Meta FB, -3.32% reported first-quarter revenue of $27.9 billion, below analysts’ consensus expectations of $28.3 billion and reflecting an anemic growth rate of 7%. It was the first time the company formerly known as Facebook reported a single-digit revenue growth percentage since going public in 2012, and it appears even worse performance is ahead.
Revenue has been slowing in recent quarters, as Meta Chief Financial Officer David Wehner has been warning would happen for years, but compared with the year-ago March quarter of 2020, when revenue grew 48%, the results were even more disappointing. Meta shares, however, surged 18% in after-hours trading, after suffering the worst quarter in their history and falling even more in recent days.
Meta blamed the revenue slowdown on the transition of user preferences to short-form video, known on Facebook as Reels. Of course, the best-known name for those types of videos at the moment is TikToks, named for the mobile app that is stealing attention from all of Silicon Valley’s previously hot platforms, from Alphabet Inc.’s GOOGL, -3.67% GOOG, -3.75% YouTube to Snap Inc.’s SNAP, -5.58% Snapchat.
“We’re managing headwinds from the shift to short form video that I just mentioned,” Meta Chief Executive Mark Zuckerberg told analysts on a conference call. “In the near-term, this is a drag on revenue because Reels monetization is less than Feeds or Stories, but I expect that will improve over time. We’ve seen this type of media format transition multiple times before.”
Zuckerberg has managed these transitions before, including adopting the Stories format after it took off on Snapchat. He also noted that the transition in 2012 from a desktop feed into a mobile feed for smartphones led to a revenue slowdown, and Facebook’s revenue growth in 2012 did slow to less than 40% from triple-digit gains in the first three quarters in 2011.
Single-digit growth is another thing entirely, however, and there are plenty of other complications for Facebook, from the conflict in Ukraine to changes in Apple Inc.’s AAPL, -0.15% changes to iOS to softness in e-commerce after a big acceleration during the pandemic.
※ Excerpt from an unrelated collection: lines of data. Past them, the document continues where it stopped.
//! Per-request decision: does caching apply at all?

use std::time::Duration;

use crate::context::Context;

use super::availability::Availability;
use super::config::CacheConfig;

/// Outcome of [`evaluate`].
#[derive(Debug, Clone, Copy, PartialEq, Eq)]
pub struct Eligibility {
    pub apply: bool,
    /// TTL carried by the matching route, if it had one.
    pub ttl_override: Option<Duration>,
}

impl Eligibility {
    const SKIP: Self = Self {
        apply: false,
        ttl_override: None,
    };
}

/// Decides whether the cache handles this request.
///
/// In order, each step able to overrule the ones before it:
///
/// 1. store unreachable: skip, nothing else is consulted;
/// 2. the first matching route opts in and supplies its TTL override;
/// 3. any matching exclusion opts out;
/// 4. a configured condition replaces the decision outright;
/// 5. a present, non-empty bypass parameter opts out.
pub fn evaluate(config: &CacheConfig, availability: &Availability, ctx: &Context) -> Eligibility {
    if !availability.is_available() {
        return Eligibility::SKIP;
    }

    let path = ctx.request().path();
    let (mut apply, ttl_override) = config
        .routes
        .iter()
        .map(|route| route.check(path))
        .find(|(matched, _)| *matched)
        .unwrap_or((false, None));

    if config.exclude.iter().any(|pattern| pattern.matches(path)) {
        apply = false;
    }

    if let Some(condition) = &config.condition {
        apply = condition(ctx);
    }

    if let Some(name) = &config.pass_param {
        if ctx.request().query_param(name).is_some_and(|value| !value.is_empty()) {
            apply = false;
        }
    }

    Eligibility {
        apply,
        ttl_override,
    }
}

#[cfg(test)]
mod tests {
    use super::*;
    use crate::Request;
    use crate::cache::CacheConfigBuilder;
    use crate::store::StoreEvent;

    fn ctx(target: &str) -> Context {
        let raw = format!("GET {target} HTTP/1.1\r\nHost: localhost\r\n\r\n");
        Context::new(Request::parse(raw.as_bytes()).unwrap().0)
    }

    fn up() -> Availability {
        let availability = Availability::new();
        availability.apply(StoreEvent::Connected, None);
        availability
    }

    fn decide(builder: CacheConfigBuilder, target: &str) -> Eligibility {
        evaluate(&builder.build().unwrap(), &up(), &ctx(target))
    }

    #[test]
    fn unavailable_store_skips_everything() {
        let config = CacheConfig::builder().condition(|_| true).build().unwrap();
        let decision = evaluate(&config, &Availability::new(), &ctx("/"));
        assert!(!decision.apply);
    }

    #[test]
    fn default_route_matches_every_path() {
        assert!(decide(CacheConfig::builder(), "/a/b?c=d").apply);
    }

    #[test]
    fn routes_match_the_path_not_the_query() {
        let builder = CacheConfig::builder().route("/search");
        assert!(decide(builder, "/search?q=rust").apply);
    }

    #[test]
    fn first_matching_route_wins() {
        let builder = CacheConfig::builder()
            .route_with_expire("/news/:id", Duration::from_secs(60))
            .route_with_expire("(.*)", Duration::from_secs(600));
        let decision = decide(builder, "/news/1");
        assert_eq!(
            decision,
            Eligibility {
                apply: true,
                ttl_override: Some(Duration::from_secs(60))
            }
        );
    }

    #[test]
    fn override_comes_from_the_matching_rule_only() {
        let builder = CacheConfig::builder()
            .route_with_expire("/news/:id", Duration::from_secs(60))
            .route("/sports");
        let decision = decide(builder, "/sports");
        assert!(decision.apply);
        assert_eq!(decision.ttl_override, None);
    }

    #[test]
    fn no_route_means_no_caching() {
        let builder = CacheConfig::builder().route("/only/this");
        assert!(!decide(builder, "/other").apply);
        assert!(!decide(CacheConfig::builder().routes(Vec::new()), "/").apply);
    }

    #[test]
    fn exclusion_beats_inclusion() {
        let builder = CacheConfig::builder().route("(.*)").exclude("/admin/(.*)");
        assert!(!decide(builder, "/admin/users").apply);
    }

    #[test]
    fn condition_is_authoritative() {
        let builder = CacheConfig::builder()
            .route("(.*)")
            .exclude("/private")
            .condition(|ctx| ctx.request().path() == "/private");
        assert!(decide(builder, "/private").apply);

        let builder = CacheConfig::builder().condition(|_| false);
        assert!(!decide(builder, "/").apply);

        let builder = CacheConfig::builder().routes(Vec::new()).condition(|_| true);
        assert!(decide(builder, "/").apply);
    }

    #[test]
    fn bypass_parameter_wins_over_everything() {
        let builder = CacheConfig::builder().pass_param("nocache").condition(|_| true);
        assert!(!decide(builder, "/a?nocache=1").apply);
    }

    #[test]
    fn encoded_bypass_parameter_is_recognized() {
        let builder = CacheConfig::builder().pass_param("nocache");
        assert!(!decide(builder, "/a?no%63ache=1").apply);
    }

    #[test]
    fn empty_bypass_parameter_is_ignored() {
        let builder = CacheConfig::builder().pass_param("nocache");
        assert!(decide(builder, "/a?nocache=").apply);
        let builder = CacheConfig::builder().pass_param("nocache");
        assert!(decide(builder, "/a?nocache").apply);
    }
}
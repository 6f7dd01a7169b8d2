//! A slow endpoint behind the response cache.
//!
//! ```text
//! cargo run --example cached_server
//! curl -i http://127.0.0.1:8080/articles/hello      # ~300ms, stored
//! curl -i http://127.0.0.1:8080/articles/hello      # instant, X-Rttp-Response-Cache: true
//! curl -i http://127.0.0.1:8080/articles/hello?nocache=1
//! ```
//!
//! Options can be loaded from a JSON file named by `RTTP_CACHE_SETTINGS`.
//! With `RTTP_CACHE_REDIS` set, responses are kept in Redis instead of memory.

use std::sync::Arc;
use std::time::Duration;

use serde_json::json;
use tracing::{error, warn};
use tracing_subscriber::EnvFilter;

use rttp_cache::cache::{CacheSettings, ResponseCache};
use rttp_cache::context::Context;
use rttp_cache::store::{CacheStore, EventSender, MemoryStore, StoreEvent, event_channel};
use rttp_cache::{Pipeline, Response, Server, StatusCode};

#[tokio::main]
async fn main() -> Result<(), Box<dyn std::error::Error>> {
    tracing_subscriber::fmt()
        .with_env_filter(
            EnvFilter::try_from_default_env().unwrap_or_else(|_| EnvFilter::new("info,rttp_cache=debug")),
        )
        .init();

    let settings = match std::env::var("RTTP_CACHE_SETTINGS") {
        Ok(path) => CacheSettings::from_json(&std::fs::read_to_string(path)?)?,
        Err(_) => CacheSettings::default(),
    };

    let (events, receiver) = event_channel();
    let store = open_store(&settings, events).await;

    let config = settings
        .into_builder()
        .route("/articles/:slug")
        .route_with_expire("/api/(.*)", Duration::from_secs(30))
        .exclude("/articles/drafts")
        .pass_param("nocache")
        .on_error(|e| error!(error = %e, "response cache"))
        .build()?;
    let (cache, _listener) = ResponseCache::with_events(config, store, receiver);

    let pipeline = Pipeline::new(render).layer(cache);

    let server = Server::bind("127.0.0.1:8080").await?;
    server.run(pipeline).await?;
    Ok(())
}

async fn render(ctx: Context) -> Response {
    tokio::time::sleep(Duration::from_millis(300)).await;

    let path = ctx.request().path();
    if let Some(slug) = path.strip_prefix("/articles/") {
        Response::new(StatusCode::Ok)
            .header("Content-Type", "text/html; charset=utf-8")
            .body(format!("<h1>{slug}</h1>"))
    } else if path.starts_with("/api/") {
        Response::new(StatusCode::Ok).json(json!({ "path": path }))
    } else {
        Response::new(StatusCode::NotFound).body("Not Found")
    }
}

#[cfg(feature = "redis")]
async fn open_store(settings: &CacheSettings, events: EventSender) -> Arc<dyn CacheStore> {
    use rttp_cache::store::RedisStore;

    if std::env::var_os("RTTP_CACHE_REDIS").is_some() {
        match RedisStore::connect(&settings.redis, events.clone()).await {
            Ok(store) => return Arc::new(store),
            Err(e) => warn!(error = %e, "redis unavailable, using the in-memory store"),
        }
    }
    memory(events)
}

#[cfg(not(feature = "redis"))]
async fn open_store(_settings: &CacheSettings, events: EventSender) -> Arc<dyn CacheStore> {
    if std::env::var_os("RTTP_CACHE_REDIS").is_some() {
        warn!("built without redis support, using the in-memory store");
    }
    memory(events)
}

fn memory(events: EventSender) -> Arc<dyn CacheStore> {
    let _ = events.send(StoreEvent::Connected);
    Arc::new(MemoryStore::new())
}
Zuckerberg’s second-quarter forecast for revenue ranging from $28 billion to $30 billion was even more anemic, implying Facebook’s first-ever year-over-year decline in revenue could be coming after Facebook reported $29.07 billion in revenue in the June quarter a year ago.
Zuckerberg has shifted to focusing on virtual and augmented reality as social media has slowed down, but the issues Facebook faces are going to damage those plans for the rest of Meta. His desire to invest heavily in the company’s Reality Labs business is meeting actual reality, as executives lowered their capital expenditures plans for the rest of the year by $3 billion and said they would curtail some hiring plans for the year.
In case you’re adding things together, that is difficulty in the short-term with trying to copy TikTok, and effects on the long-term plan to make the metaverse happen. No matter how much the stock goes up on Thursday because results didn’t live up to the worst fears, it doesn’t make those results a good thing for Meta.